Violation du principe d'égalité en l'absence d'un cadre juridique pour l'impartition
DOI :
https://doi.org/10.21680/1982-310X.2012v5n01ID22928Mots-clés :
Travail, Externalisation, Principe d'égalitéRésumé
Cet article vise à démontrer que l'impartition du travail, telle qu'elle est pratiquée actuellement, contribue à la violation du principe d'égalité. Il montre d'abord que l'absence de législation spécifique a permis la prolifération des entreprises d'externalisation qui, dans un contexte plus large de réduction des coûts, renforcent les mécanismes de précarisation de l'emploi.
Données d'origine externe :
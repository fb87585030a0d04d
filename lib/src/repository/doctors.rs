// lib/src/repository/doctors.rs

use std::sync::Arc;

use models::medical::Doctor;
use models::{Collection, FromDocument, HospitalResult, ToDocument};

use super::decode_all;
use crate::storage_engine::{Direction, DocumentStore, Query};

#[derive(Clone)]
pub struct DoctorRepository {
    store: Arc<dyn DocumentStore>,
}

impl DoctorRepository {
    pub fn new(store: Arc<dyn DocumentStore>) -> Self {
        DoctorRepository { store }
    }

    /// Doctors are provisioned out of band; this is used for seeding.
    pub async fn put_doctor(&self, doctor: &Doctor) -> HospitalResult<()> {
        self.store.set(Collection::Doctors, &doctor.id, doctor.to_document()).await
    }

    pub async fn get_doctor(&self, id: &str) -> HospitalResult<Option<Doctor>> {
        Ok(self
            .store
            .get(Collection::Doctors, id)
            .await?
            .map(|doc| Doctor::from_document(&doc)))
    }

    /// The doctor profile linked to a signed-in account.
    pub async fn by_user_id(&self, uid: &str) -> HospitalResult<Option<Doctor>> {
        let q = Query::collection(Collection::Doctors).where_eq("userId", uid).limit(1);
        let docs = self.store.query(&q).await?;
        Ok(docs.first().map(Doctor::from_document))
    }

    pub async fn list_doctors(&self) -> HospitalResult<Vec<Doctor>> {
        let q = Query::collection(Collection::Doctors).order_by("name", Direction::Asc);
        Ok(decode_all(&self.store.query(&q).await?))
    }
}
Il démontre que les travailleurs externalisés perçoivent des salaires inférieurs à ceux de leurs homologues embauchés directement, car l'entreprise d'externalisation reçoit une part moindre de la valeur que l'entreprise donneuse d'ordre investirait dans le maintien des employés directs, un modèle qui relève de la logique de la restructuration productive. Finalement, les conflits d'intérêts entre l'entreprise d'impartition et le bénéficiaire du service mènent au phénomène de subordinations multiples. En conséquence, le travailleur doit gérer des intérêts conflictuels, ce qui le rend vulnérable à diverses formes de harcèlement et de pressions, un facteur qui dégrade considérablement l'environnement de travail.